*** Begin section ***

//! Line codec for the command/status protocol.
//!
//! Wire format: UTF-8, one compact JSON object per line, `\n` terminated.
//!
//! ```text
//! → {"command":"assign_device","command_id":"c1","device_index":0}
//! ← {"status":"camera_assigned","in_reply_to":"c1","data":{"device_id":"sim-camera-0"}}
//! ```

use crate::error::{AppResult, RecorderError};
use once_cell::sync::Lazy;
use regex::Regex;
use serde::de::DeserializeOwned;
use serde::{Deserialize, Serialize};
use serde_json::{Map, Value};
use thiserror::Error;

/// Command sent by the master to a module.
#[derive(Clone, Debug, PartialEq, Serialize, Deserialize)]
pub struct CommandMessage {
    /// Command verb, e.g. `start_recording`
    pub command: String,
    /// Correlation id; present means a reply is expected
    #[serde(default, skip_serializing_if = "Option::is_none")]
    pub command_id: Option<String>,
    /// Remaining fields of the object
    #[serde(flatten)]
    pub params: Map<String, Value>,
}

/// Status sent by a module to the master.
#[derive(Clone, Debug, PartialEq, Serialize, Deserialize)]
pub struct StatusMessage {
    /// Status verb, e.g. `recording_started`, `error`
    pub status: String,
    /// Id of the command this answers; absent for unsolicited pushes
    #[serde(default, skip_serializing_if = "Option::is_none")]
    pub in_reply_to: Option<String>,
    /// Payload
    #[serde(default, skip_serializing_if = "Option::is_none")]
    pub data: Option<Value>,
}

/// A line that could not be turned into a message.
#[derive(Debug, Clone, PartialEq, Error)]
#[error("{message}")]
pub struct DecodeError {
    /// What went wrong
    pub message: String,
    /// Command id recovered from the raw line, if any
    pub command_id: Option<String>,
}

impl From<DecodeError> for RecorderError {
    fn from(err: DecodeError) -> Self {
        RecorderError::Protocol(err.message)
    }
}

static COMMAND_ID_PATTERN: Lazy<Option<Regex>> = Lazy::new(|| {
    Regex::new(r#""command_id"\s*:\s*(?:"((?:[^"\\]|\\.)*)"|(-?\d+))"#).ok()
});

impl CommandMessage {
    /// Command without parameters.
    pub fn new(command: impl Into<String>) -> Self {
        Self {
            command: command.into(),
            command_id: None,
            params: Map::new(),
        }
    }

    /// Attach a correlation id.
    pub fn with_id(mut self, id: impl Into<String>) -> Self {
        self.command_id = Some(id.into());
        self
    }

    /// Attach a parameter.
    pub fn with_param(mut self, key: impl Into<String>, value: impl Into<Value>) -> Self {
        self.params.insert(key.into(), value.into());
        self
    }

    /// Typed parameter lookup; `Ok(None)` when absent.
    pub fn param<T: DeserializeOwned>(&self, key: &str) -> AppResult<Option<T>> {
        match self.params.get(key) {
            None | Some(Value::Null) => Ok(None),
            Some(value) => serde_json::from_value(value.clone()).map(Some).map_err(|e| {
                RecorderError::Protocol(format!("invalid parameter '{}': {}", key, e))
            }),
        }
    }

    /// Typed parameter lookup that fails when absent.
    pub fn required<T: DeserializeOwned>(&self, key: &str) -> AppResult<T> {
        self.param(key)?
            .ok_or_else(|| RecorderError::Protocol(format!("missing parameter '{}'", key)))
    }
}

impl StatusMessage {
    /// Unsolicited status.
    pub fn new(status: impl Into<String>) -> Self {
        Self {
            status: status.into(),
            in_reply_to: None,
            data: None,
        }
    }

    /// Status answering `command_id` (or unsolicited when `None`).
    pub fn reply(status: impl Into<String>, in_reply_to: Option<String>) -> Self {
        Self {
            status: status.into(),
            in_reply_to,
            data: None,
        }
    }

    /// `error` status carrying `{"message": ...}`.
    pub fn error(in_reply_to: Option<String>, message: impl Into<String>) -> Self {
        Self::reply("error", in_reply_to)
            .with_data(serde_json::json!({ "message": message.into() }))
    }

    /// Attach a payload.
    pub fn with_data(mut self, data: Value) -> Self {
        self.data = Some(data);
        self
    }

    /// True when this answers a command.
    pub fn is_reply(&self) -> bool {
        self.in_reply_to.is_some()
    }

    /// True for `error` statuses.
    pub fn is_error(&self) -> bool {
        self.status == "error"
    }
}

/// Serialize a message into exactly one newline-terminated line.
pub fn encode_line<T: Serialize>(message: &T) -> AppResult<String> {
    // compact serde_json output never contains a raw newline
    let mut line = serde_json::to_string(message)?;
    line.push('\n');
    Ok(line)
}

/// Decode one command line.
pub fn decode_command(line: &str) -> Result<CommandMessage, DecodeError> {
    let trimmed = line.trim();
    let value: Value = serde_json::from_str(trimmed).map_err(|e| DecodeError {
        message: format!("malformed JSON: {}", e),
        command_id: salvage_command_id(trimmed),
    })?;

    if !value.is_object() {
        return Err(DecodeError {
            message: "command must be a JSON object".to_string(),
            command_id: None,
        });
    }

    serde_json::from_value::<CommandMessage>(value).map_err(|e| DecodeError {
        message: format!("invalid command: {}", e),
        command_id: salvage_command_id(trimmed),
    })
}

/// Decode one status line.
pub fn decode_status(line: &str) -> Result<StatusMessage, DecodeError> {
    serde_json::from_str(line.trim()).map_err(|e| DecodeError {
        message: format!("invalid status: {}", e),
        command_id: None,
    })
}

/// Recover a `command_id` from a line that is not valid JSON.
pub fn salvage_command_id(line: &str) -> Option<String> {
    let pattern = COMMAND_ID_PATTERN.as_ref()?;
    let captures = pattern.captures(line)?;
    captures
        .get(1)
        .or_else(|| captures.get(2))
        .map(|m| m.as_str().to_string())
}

*** End section ***

Number of lines containing "StatusMessage" in the material above: give that number alone.

3